(Saved entries)
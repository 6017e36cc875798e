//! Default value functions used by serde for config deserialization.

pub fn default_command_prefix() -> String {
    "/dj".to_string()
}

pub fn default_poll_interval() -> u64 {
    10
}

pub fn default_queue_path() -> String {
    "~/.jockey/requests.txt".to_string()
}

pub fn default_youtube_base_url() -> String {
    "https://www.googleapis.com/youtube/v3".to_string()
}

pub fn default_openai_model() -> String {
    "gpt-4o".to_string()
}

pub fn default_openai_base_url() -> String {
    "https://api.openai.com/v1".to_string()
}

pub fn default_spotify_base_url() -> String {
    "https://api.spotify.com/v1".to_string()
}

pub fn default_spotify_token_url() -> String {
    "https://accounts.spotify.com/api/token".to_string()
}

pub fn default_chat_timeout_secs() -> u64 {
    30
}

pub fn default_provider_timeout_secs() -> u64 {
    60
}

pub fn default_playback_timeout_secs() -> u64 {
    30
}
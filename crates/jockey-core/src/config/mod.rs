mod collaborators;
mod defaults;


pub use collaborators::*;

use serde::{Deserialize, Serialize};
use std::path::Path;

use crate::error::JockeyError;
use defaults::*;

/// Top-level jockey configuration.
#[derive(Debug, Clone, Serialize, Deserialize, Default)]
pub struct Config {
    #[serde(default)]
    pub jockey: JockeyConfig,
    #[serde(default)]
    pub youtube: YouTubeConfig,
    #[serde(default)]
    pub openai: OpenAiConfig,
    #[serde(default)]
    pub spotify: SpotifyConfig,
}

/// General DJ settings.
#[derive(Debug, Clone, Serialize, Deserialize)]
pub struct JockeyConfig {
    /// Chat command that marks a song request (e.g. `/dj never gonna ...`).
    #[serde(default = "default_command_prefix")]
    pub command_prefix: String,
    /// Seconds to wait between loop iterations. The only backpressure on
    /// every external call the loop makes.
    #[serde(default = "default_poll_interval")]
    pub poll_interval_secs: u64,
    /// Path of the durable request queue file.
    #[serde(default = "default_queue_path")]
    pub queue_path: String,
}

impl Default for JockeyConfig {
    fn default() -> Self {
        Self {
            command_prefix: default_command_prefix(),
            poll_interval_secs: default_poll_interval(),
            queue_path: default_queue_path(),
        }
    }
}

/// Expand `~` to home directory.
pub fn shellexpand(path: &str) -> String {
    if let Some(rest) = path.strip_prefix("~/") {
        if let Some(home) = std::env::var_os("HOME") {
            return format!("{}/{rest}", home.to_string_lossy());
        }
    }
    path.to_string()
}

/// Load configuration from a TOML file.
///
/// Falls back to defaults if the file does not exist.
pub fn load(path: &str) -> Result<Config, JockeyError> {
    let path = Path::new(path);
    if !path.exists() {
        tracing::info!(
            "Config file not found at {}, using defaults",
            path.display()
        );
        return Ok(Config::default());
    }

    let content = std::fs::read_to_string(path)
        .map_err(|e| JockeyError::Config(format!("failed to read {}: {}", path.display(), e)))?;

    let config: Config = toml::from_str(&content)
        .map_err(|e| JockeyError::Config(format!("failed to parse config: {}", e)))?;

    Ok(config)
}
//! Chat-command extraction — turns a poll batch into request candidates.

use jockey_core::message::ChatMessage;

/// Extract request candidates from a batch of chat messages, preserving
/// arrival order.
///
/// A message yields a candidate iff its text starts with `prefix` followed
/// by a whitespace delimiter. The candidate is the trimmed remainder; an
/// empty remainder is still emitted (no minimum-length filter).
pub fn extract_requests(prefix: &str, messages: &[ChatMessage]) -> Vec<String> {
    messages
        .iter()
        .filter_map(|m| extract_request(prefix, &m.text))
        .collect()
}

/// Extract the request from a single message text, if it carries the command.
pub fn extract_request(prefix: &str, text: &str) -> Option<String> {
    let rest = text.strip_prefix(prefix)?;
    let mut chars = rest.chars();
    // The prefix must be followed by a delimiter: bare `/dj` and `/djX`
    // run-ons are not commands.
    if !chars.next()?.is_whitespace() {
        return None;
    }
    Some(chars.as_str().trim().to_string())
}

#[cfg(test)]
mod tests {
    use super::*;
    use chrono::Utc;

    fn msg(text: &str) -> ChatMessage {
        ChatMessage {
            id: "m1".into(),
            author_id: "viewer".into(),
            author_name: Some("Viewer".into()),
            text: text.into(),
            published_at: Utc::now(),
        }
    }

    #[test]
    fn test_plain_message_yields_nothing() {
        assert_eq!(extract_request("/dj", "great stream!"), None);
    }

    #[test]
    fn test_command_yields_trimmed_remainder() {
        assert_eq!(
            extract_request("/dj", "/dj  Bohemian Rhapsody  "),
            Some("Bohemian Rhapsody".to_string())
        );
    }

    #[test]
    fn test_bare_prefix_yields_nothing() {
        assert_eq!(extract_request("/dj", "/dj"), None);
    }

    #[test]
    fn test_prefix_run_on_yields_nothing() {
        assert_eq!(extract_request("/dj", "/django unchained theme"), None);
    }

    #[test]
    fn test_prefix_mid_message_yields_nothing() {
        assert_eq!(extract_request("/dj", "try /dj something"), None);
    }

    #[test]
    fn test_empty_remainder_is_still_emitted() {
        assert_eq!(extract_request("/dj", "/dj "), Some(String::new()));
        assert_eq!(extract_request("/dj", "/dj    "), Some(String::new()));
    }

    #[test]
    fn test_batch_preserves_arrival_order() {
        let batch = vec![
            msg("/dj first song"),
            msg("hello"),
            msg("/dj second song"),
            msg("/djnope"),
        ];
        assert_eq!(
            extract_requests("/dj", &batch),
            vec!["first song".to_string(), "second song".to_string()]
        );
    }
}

==

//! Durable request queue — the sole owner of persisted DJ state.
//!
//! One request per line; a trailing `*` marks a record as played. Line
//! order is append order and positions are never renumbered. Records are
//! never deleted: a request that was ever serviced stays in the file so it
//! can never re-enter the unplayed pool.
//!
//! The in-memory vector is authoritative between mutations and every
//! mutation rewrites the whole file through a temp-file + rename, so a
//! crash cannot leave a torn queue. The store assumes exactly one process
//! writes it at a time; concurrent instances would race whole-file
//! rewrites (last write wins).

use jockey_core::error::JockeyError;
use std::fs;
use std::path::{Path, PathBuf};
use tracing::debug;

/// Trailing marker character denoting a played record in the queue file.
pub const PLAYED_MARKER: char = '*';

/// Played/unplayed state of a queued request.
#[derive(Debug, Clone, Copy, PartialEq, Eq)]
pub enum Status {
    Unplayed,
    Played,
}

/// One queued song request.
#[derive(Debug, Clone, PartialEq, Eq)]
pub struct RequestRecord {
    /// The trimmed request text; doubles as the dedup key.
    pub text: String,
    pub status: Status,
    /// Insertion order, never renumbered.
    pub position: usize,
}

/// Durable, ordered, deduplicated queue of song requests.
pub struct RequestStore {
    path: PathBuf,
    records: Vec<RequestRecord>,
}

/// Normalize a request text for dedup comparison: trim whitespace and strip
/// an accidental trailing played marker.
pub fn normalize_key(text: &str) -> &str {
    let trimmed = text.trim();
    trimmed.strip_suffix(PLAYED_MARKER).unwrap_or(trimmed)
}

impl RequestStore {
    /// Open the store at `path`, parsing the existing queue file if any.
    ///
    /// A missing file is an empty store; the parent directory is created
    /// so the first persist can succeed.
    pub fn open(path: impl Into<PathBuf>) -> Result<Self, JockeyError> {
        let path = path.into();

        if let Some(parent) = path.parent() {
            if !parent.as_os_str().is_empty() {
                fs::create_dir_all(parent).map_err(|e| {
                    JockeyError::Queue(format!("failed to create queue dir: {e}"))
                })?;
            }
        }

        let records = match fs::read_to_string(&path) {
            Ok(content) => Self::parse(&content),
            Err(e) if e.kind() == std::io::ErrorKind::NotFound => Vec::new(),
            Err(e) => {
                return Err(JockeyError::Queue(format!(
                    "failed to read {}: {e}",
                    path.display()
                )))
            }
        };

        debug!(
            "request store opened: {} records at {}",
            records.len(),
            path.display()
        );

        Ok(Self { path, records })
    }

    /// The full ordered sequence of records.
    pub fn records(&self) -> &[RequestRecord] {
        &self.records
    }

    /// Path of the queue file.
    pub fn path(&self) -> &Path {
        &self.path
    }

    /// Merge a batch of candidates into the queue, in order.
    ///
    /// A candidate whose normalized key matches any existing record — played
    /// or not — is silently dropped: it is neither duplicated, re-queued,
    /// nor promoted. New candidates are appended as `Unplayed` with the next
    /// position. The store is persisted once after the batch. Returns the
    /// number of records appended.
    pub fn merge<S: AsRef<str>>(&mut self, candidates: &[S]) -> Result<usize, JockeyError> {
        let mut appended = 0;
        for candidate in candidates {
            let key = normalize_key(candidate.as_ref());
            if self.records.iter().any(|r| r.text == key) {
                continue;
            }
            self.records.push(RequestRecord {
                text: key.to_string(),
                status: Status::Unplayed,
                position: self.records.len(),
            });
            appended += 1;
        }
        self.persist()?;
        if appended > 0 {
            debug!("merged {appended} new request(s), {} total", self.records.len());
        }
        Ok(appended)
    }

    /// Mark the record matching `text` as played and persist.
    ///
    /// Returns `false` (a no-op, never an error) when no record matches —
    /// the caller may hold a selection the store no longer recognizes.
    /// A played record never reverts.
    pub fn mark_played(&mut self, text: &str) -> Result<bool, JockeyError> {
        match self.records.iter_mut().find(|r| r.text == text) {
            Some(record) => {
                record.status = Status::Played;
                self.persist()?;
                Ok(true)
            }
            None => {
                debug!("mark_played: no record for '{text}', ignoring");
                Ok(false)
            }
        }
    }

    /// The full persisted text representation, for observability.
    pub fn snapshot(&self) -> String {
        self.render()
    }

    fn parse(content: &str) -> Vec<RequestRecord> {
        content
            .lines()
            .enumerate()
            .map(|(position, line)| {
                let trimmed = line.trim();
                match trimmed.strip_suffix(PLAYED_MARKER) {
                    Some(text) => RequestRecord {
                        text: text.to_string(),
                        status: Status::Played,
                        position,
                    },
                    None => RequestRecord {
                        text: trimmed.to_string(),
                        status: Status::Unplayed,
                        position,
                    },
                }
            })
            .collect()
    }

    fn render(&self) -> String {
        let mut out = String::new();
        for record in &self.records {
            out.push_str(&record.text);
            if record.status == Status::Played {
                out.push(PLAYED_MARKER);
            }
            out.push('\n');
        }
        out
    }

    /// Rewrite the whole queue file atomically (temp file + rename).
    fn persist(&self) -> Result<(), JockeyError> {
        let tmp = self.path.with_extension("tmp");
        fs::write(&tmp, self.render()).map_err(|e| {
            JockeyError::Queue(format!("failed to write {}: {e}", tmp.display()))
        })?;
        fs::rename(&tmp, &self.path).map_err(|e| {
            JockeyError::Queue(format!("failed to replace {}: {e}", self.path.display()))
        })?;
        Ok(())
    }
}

Problem statement – Please show all lines from the entries that contain the word "first".

Problem solution –
            msg("/dj first song"),
            vec!["first song".to_string(), "second song".to_string()]
    /// so the first persist can succeed.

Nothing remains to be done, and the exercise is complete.